The New York Supreme Court Appellate Term, Second Department reversed Plaintiffs' conviction on May 16, 2019. (Id. ¶ 91). The accusatory instrument's § 48-13(B) charge was "facially insufficient," and thus "jurisdictionally defective," and its § 48-13(C) charge was improper because that section "does not charge an offense." (Id. ¶¶ 90-91; Decision & Order of New York Supreme Court Appellate Term, Second Department ("2d Dep't Order"), Ex. C [DE 20-5] to Decl. of Cristina A. Knorr ("Knorr Decl.") [DE 20-1]).1 Accordingly, charges were dismissed. (2d Dep't Order; see Compl. ¶ 94).
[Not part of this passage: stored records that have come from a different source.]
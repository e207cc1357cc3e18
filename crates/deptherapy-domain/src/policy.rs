use crate::rules::RuleTables;
use deptherapy_types::Category;
use std::collections::BTreeMap;

#[derive(Clone, Debug, PartialEq, Eq)]
pub struct CheckPolicy {
    pub enabled: bool,
    /// Glob patterns over package names that the check should leave alone.
    pub allow: Vec<String>,
}

impl CheckPolicy {
    pub fn enabled() -> Self {
        Self {
            enabled: true,
            allow: Vec::new(),
        }
    }

    pub fn disabled() -> Self {
        Self {
            enabled: false,
            allow: Vec::new(),
        }
    }
}

#[derive(Clone, Debug)]
pub struct EffectiveConfig {
    pub checks: BTreeMap<Category, CheckPolicy>,
    pub rules: RuleTables,
}

impl Default for EffectiveConfig {
    fn default() -> Self {
        Self {
            checks: Category::ALL
                .into_iter()
                .map(|c| (c, CheckPolicy::enabled()))
                .collect(),
            rules: RuleTables::default(),
        }
    }
}

impl EffectiveConfig {
    pub fn check_policy(&self, category: Category) -> Option<&CheckPolicy> {
        self.checks.get(&category).filter(|p| p.enabled)
    }
}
Plaintiffs brought this action on May 21, 2020, and Defendants moved to dismiss on September 4, 2020. [DE 1, 20].

LEGAL STANDARD

In deciding a motion to dismiss under Federal Rule of Civil Procedure 12(b)(6), a court should "draw all reasonable inferences in Plaintiff['s] favor, assume all well-pleaded factual allegations to be true, and determine whether they plausibly give rise to an entitlement to relief." Faber v. Metro. Life Ins. Co., 648 F.3d 98, 104 (2d Cir. 2011) (internal quotation marks omitted). The plausibility standard is guided by two principles. Ashcroft v. Iqbal, 556 U.S. 662, 678 (2009) (citing Bell Atl. Corp. v. Twombly, 550 U.S. 544 (2007)); accord Harris v. Mills, 572 F.3d 66, 71-72 (2d Cir. 2009).

First, the principle that a court must accept all allegations as true is inapplicable to legal conclusions. Thus, "threadbare recitals of the elements of a cause of action supported by mere conclusory statements, do not suffice." Iqbal, 556U.S. at 678. Although "legal conclusions can provide the framework of a complaint, they must be supported by factual allegations." Id. at 679. A plaintiff must provide facts sufficient to allow each named defendant to have a fair understanding of what the plaintiff is complaining about and to know whether there is a legal basis for recovery. See Twombly, 550 U.S. at 555.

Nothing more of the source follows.